### Activity
Reproduce word for word the lines between those holding "a.as_f64()?.partial_cmp(&b.as_f64()?)?" and "fn product(price: f64, brand: &str)", inclusive, and nothing else from the data below.

Segment Start: Data section

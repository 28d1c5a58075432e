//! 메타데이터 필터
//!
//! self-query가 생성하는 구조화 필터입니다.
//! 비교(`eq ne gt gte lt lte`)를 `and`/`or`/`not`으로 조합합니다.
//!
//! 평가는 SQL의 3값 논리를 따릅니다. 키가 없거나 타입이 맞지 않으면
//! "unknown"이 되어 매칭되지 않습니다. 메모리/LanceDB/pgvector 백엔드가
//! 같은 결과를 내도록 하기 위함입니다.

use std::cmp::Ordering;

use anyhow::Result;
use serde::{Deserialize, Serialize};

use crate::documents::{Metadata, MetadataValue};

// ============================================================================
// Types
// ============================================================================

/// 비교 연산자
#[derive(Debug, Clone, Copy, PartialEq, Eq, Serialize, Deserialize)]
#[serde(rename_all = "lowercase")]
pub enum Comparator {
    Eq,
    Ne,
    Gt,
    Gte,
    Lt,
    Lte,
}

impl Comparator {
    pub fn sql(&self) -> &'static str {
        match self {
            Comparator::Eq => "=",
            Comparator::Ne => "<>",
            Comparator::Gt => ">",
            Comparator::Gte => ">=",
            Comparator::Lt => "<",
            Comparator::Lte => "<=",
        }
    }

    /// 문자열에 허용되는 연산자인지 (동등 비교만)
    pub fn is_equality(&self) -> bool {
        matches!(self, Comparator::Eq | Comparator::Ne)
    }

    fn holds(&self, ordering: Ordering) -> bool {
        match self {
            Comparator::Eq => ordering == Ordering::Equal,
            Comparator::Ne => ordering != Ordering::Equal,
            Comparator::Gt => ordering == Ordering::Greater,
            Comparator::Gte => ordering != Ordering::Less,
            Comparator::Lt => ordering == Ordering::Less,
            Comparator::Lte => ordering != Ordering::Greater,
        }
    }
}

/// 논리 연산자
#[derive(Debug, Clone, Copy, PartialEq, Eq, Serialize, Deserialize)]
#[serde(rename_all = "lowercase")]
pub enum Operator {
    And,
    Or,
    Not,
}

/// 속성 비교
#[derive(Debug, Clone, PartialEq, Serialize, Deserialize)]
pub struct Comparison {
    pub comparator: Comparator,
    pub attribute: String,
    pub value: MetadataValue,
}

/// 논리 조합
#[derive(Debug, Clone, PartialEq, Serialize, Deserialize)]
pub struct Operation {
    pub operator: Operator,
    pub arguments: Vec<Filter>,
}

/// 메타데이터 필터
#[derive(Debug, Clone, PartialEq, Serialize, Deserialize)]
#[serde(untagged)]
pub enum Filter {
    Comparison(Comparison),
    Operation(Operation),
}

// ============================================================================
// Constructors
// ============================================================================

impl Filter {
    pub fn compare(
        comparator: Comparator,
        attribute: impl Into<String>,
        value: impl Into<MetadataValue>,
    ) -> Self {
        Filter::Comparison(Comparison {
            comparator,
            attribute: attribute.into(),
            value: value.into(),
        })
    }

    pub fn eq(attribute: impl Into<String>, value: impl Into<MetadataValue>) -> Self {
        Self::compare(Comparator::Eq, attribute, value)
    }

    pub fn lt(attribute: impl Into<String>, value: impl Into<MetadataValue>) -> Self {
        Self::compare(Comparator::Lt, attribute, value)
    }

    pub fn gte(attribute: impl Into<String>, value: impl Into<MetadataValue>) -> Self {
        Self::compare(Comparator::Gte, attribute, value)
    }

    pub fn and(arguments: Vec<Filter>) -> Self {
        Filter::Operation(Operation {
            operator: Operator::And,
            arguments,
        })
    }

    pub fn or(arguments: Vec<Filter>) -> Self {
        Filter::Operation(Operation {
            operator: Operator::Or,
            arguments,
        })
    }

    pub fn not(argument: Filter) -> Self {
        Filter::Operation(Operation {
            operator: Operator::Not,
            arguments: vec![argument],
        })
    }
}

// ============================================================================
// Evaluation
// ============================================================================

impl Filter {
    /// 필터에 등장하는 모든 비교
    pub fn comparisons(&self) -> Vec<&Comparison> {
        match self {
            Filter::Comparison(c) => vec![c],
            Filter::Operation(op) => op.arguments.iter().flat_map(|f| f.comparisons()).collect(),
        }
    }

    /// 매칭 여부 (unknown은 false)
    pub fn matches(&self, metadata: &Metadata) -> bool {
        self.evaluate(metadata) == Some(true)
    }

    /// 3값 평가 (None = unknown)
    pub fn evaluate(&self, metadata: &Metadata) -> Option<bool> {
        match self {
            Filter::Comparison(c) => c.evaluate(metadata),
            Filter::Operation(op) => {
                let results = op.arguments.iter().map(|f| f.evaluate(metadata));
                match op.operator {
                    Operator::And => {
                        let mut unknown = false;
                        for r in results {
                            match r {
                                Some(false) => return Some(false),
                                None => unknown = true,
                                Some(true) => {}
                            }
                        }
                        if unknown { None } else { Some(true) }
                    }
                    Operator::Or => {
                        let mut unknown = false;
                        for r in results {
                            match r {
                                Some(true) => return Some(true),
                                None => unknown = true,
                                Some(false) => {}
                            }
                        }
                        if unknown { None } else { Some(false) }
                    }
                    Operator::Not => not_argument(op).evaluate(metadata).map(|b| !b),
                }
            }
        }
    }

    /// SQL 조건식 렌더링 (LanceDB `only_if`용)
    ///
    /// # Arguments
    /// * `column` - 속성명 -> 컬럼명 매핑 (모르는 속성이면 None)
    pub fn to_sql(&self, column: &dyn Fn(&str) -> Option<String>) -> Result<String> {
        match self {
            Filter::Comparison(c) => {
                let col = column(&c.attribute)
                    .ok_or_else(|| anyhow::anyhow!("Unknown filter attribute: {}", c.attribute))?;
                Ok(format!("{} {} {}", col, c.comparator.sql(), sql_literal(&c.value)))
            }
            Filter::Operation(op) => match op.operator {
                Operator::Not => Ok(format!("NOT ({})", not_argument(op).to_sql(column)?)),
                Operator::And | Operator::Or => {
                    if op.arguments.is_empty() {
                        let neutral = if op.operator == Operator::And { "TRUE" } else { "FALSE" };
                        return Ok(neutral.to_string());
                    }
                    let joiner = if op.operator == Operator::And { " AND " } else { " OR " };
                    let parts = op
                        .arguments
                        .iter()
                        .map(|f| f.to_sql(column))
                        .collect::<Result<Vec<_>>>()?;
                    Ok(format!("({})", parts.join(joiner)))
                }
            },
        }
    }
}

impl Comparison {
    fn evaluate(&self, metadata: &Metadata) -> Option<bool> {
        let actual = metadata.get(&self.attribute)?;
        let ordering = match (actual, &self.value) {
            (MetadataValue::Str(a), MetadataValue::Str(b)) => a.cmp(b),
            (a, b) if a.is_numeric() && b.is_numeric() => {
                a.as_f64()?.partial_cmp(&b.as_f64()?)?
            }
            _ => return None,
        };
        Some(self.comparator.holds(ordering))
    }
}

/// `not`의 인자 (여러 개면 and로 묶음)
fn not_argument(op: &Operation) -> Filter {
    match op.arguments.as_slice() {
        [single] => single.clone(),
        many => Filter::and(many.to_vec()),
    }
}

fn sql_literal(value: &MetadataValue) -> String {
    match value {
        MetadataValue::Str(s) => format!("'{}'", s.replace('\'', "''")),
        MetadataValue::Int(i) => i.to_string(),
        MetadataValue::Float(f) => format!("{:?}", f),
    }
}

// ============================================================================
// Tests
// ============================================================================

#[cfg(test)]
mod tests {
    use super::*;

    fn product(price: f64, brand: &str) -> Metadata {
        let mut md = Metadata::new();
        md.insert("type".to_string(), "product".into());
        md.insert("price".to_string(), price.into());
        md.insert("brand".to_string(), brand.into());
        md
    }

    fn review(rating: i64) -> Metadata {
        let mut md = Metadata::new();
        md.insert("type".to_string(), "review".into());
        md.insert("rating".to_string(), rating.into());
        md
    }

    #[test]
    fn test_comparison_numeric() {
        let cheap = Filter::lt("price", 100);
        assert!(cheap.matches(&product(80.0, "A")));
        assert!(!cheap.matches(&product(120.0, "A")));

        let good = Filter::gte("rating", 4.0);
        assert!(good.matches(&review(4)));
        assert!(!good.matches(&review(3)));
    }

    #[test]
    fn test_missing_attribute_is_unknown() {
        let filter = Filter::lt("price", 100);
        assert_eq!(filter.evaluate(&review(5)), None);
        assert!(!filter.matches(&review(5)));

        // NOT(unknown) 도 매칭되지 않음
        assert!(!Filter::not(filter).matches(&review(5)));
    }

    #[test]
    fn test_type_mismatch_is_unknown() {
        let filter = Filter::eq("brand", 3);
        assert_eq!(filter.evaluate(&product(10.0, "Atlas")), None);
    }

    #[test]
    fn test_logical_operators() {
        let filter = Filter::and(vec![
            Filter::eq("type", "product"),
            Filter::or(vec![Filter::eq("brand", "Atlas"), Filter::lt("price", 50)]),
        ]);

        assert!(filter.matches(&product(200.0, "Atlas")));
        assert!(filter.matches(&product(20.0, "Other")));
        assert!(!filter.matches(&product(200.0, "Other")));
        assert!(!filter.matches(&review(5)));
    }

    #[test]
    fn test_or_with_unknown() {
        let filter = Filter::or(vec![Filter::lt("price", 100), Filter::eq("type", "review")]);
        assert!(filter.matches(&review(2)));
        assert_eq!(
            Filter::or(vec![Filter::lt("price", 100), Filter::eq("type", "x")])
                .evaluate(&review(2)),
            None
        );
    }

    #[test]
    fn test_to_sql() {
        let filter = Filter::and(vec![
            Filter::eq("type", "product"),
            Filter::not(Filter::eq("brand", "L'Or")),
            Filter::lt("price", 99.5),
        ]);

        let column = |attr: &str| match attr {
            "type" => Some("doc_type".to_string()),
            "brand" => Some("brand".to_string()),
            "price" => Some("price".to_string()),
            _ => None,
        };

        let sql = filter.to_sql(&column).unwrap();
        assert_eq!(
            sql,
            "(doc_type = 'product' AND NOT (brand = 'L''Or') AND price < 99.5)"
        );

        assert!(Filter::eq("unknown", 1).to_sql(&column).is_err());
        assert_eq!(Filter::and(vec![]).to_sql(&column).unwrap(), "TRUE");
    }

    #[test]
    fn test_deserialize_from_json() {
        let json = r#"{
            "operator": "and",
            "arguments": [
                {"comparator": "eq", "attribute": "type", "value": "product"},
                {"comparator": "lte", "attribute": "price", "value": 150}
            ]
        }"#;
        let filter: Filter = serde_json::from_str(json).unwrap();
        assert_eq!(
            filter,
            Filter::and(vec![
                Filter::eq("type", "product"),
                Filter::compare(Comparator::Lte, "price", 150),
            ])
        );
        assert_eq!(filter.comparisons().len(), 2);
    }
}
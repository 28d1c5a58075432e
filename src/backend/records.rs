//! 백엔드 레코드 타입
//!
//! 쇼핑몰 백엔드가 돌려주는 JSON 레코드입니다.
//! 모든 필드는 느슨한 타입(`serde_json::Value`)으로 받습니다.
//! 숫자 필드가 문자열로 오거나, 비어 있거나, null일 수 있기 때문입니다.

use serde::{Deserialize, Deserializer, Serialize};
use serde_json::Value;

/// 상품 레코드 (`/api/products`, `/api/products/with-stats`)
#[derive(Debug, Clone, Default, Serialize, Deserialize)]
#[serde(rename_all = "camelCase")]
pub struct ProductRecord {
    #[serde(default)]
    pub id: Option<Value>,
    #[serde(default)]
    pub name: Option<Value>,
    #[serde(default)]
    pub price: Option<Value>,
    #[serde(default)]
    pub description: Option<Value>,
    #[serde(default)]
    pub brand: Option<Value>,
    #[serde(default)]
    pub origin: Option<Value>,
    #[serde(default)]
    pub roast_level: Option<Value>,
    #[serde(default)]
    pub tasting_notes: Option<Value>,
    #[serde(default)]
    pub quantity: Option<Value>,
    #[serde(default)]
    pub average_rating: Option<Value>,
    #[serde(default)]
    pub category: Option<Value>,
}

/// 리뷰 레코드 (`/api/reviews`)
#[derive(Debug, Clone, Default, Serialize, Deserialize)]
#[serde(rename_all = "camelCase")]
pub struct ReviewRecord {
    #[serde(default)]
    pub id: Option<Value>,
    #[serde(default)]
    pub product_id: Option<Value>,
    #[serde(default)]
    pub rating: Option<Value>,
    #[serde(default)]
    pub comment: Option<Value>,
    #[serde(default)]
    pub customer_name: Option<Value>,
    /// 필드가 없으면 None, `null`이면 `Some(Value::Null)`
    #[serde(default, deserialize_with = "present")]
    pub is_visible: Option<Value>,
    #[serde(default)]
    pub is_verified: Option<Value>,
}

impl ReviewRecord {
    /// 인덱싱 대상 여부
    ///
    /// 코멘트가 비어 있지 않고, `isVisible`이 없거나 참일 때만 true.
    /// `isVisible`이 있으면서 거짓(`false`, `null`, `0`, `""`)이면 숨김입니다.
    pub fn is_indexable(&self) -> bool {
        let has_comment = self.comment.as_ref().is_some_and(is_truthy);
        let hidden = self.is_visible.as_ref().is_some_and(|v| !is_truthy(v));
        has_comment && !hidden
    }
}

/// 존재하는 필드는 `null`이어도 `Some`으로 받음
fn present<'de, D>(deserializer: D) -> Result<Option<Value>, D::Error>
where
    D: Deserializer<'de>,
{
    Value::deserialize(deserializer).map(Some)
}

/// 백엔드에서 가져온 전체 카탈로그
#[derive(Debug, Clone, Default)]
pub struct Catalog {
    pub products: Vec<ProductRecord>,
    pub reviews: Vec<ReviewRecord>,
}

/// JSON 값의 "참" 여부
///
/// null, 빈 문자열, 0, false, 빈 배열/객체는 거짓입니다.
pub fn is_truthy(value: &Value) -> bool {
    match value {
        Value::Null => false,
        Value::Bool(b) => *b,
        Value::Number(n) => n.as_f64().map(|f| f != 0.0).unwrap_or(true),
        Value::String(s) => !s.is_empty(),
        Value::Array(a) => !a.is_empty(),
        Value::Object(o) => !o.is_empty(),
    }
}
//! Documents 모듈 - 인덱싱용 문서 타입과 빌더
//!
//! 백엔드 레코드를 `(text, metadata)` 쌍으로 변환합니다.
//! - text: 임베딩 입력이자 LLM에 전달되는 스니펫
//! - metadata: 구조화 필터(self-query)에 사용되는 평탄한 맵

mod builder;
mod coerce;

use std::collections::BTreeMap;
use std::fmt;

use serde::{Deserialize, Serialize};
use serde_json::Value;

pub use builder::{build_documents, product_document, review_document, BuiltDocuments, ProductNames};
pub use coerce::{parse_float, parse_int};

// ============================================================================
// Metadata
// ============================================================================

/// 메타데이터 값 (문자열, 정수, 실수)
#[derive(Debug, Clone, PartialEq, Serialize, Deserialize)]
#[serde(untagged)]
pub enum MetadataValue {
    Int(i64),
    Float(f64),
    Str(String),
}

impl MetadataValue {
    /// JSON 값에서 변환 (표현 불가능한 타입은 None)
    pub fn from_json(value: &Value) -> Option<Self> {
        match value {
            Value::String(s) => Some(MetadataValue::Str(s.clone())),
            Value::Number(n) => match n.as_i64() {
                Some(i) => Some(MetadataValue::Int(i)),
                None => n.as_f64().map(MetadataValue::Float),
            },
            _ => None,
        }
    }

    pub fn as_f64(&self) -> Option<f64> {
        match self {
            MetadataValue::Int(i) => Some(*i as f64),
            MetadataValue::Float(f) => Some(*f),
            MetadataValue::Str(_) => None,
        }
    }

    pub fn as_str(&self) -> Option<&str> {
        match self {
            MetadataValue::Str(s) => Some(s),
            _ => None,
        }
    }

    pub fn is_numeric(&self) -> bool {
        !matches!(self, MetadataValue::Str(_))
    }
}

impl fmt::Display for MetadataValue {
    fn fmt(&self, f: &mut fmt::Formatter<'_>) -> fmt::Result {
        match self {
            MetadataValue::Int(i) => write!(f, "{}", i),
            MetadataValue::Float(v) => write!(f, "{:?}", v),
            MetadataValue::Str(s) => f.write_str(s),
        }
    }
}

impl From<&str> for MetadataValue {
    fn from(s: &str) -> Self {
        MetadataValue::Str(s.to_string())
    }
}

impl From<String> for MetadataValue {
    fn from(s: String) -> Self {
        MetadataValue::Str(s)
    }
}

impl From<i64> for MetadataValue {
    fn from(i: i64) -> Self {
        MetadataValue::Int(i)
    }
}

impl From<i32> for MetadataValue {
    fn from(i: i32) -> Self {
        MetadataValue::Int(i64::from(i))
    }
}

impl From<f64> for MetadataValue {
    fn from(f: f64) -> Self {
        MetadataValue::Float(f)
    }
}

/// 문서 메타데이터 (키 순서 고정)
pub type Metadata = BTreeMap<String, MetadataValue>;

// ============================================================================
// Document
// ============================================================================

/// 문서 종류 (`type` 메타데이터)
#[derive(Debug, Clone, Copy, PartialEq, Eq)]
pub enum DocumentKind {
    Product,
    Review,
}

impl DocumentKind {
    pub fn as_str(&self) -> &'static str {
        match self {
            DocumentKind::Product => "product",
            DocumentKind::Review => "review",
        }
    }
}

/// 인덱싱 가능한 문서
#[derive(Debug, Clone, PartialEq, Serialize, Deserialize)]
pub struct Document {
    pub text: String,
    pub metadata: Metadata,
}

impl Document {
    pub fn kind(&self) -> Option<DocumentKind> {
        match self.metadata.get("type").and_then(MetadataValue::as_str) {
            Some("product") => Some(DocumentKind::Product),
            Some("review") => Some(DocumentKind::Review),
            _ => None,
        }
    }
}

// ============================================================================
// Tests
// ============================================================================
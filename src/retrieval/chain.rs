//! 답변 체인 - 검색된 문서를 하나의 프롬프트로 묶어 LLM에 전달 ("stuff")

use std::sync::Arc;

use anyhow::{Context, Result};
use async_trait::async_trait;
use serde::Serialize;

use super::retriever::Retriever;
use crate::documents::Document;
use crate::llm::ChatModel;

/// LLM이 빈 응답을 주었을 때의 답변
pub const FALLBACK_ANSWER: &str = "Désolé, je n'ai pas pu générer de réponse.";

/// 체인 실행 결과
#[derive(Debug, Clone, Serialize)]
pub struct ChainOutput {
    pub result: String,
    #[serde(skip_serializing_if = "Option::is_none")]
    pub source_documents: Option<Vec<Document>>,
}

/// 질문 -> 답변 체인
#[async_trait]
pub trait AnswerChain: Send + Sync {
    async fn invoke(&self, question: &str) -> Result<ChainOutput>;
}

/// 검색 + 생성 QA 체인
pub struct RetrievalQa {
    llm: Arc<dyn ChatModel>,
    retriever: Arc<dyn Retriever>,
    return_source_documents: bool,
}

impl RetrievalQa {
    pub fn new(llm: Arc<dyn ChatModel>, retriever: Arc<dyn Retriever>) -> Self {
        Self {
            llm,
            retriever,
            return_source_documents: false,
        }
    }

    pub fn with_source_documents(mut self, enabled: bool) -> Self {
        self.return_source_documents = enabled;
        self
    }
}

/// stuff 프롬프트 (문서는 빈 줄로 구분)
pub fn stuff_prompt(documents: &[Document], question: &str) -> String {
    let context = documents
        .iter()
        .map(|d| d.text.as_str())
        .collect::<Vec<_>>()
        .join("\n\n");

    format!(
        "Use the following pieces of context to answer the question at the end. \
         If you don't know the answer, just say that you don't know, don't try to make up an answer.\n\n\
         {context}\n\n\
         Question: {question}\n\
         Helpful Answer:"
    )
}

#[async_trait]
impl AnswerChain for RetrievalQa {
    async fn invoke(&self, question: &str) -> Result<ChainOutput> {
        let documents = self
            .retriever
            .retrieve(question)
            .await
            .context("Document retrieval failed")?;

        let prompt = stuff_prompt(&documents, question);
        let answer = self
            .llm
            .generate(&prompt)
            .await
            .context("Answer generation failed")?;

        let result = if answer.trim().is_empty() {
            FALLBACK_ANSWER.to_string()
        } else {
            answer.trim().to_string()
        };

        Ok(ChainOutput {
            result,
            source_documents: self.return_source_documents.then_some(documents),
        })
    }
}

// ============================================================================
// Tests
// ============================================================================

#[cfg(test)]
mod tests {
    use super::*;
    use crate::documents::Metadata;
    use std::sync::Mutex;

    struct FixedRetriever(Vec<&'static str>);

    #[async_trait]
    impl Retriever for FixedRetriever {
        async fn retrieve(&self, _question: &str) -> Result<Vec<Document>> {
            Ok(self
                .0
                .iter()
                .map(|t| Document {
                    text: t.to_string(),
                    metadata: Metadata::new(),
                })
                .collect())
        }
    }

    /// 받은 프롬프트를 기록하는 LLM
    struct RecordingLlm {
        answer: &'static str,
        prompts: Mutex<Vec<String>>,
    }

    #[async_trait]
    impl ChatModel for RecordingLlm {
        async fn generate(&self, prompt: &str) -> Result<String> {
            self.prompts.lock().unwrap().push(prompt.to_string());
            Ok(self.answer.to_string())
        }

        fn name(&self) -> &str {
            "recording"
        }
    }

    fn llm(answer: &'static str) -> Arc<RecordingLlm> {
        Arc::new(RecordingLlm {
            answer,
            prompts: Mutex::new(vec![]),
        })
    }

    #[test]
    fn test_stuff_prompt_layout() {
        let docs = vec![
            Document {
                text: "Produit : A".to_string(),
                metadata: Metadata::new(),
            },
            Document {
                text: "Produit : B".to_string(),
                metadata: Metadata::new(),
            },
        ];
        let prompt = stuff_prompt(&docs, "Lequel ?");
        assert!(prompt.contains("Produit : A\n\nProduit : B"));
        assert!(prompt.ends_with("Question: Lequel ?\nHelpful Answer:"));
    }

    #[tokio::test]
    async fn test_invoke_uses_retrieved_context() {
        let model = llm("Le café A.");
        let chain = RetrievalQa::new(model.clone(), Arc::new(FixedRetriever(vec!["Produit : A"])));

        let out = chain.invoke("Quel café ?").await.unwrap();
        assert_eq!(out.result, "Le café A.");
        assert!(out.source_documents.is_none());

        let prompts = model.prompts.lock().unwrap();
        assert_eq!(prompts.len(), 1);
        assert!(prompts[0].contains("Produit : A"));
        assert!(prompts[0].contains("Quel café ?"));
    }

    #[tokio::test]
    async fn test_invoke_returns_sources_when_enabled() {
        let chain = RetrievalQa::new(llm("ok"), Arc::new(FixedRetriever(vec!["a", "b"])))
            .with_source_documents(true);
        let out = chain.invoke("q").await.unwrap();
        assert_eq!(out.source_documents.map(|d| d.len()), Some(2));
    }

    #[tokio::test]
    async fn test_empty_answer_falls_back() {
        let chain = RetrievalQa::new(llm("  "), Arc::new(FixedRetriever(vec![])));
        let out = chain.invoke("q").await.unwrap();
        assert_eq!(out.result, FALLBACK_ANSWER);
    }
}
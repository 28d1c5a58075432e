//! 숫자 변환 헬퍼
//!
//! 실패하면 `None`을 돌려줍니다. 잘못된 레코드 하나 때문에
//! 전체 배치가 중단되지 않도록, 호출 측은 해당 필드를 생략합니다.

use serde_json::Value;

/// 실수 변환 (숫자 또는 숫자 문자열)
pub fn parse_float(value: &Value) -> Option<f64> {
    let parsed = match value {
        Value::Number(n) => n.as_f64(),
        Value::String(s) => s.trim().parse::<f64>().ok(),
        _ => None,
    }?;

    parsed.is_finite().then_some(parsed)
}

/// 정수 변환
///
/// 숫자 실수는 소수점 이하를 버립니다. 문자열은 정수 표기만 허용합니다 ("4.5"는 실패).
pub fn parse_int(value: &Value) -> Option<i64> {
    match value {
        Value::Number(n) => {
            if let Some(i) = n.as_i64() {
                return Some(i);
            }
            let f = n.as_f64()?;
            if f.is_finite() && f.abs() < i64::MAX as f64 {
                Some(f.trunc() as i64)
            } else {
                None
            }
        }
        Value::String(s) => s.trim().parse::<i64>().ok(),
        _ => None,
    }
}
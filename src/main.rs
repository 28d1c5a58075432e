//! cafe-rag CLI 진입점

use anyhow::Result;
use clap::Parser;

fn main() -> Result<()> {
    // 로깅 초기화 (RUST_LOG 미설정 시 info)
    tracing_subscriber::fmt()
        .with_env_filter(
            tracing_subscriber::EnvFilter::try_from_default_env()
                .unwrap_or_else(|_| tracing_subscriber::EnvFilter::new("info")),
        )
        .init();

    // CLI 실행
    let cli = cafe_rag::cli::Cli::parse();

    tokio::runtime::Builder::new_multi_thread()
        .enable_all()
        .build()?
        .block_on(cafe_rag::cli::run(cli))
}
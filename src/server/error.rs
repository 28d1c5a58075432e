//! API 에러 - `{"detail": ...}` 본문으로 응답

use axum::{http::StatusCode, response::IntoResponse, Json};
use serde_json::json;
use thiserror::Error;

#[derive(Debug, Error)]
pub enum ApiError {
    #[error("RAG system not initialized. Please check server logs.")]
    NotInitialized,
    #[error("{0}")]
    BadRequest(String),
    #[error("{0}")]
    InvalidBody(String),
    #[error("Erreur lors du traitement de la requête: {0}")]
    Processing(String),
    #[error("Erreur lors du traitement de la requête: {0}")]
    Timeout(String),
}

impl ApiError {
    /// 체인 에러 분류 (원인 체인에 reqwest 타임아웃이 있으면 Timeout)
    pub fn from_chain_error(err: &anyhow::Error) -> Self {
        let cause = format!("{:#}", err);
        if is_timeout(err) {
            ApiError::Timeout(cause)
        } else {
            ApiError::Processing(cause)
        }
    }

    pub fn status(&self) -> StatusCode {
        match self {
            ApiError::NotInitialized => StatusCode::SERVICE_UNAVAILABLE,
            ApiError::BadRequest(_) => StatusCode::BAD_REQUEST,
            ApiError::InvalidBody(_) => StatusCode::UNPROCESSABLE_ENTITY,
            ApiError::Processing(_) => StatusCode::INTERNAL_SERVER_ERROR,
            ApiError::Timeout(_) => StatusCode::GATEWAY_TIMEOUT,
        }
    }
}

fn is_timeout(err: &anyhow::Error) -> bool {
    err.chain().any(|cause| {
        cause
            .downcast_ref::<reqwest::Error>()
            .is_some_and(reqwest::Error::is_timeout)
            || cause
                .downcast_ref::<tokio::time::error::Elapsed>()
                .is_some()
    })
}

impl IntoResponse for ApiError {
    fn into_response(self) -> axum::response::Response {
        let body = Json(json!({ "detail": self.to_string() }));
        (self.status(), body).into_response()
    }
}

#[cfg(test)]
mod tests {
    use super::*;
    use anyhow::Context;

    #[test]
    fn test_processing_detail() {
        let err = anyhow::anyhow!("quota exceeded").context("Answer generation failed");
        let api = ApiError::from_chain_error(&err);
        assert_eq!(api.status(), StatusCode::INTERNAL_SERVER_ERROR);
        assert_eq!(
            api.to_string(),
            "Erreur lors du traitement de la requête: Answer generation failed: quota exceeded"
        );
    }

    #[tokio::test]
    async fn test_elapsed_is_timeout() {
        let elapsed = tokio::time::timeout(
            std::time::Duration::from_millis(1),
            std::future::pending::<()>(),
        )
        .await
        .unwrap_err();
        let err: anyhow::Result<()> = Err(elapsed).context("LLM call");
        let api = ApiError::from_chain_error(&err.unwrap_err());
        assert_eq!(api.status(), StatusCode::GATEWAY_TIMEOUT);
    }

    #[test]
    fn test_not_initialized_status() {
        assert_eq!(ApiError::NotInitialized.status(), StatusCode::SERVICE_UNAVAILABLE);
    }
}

Segment End: Data section

### Response
                a.as_f64()?.partial_cmp(&b.as_f64()?)?
            }
            _ => return None,
        };
        Some(self.comparator.holds(ordering))
    }
}

/// `not`의 인자 (여러 개면 and로 묶음)
fn not_argument(op: &Operation) -> Filter {
    match op.arguments.as_slice() {
        [single] => single.clone(),
        many => Filter::and(many.to_vec()),
    }
}

fn sql_literal(value: &MetadataValue) -> String {
    match value {
        MetadataValue::Str(s) => format!("'{}'", s.replace('\'', "''")),
        MetadataValue::Int(i) => i.to_string(),
        MetadataValue::Float(f) => format!("{:?}", f),
    }
}

// ============================================================================
// Tests
// ============================================================================

#[cfg(test)]
mod tests {
    use super::*;

    fn product(price: f64, brand: &str) -> Metadata {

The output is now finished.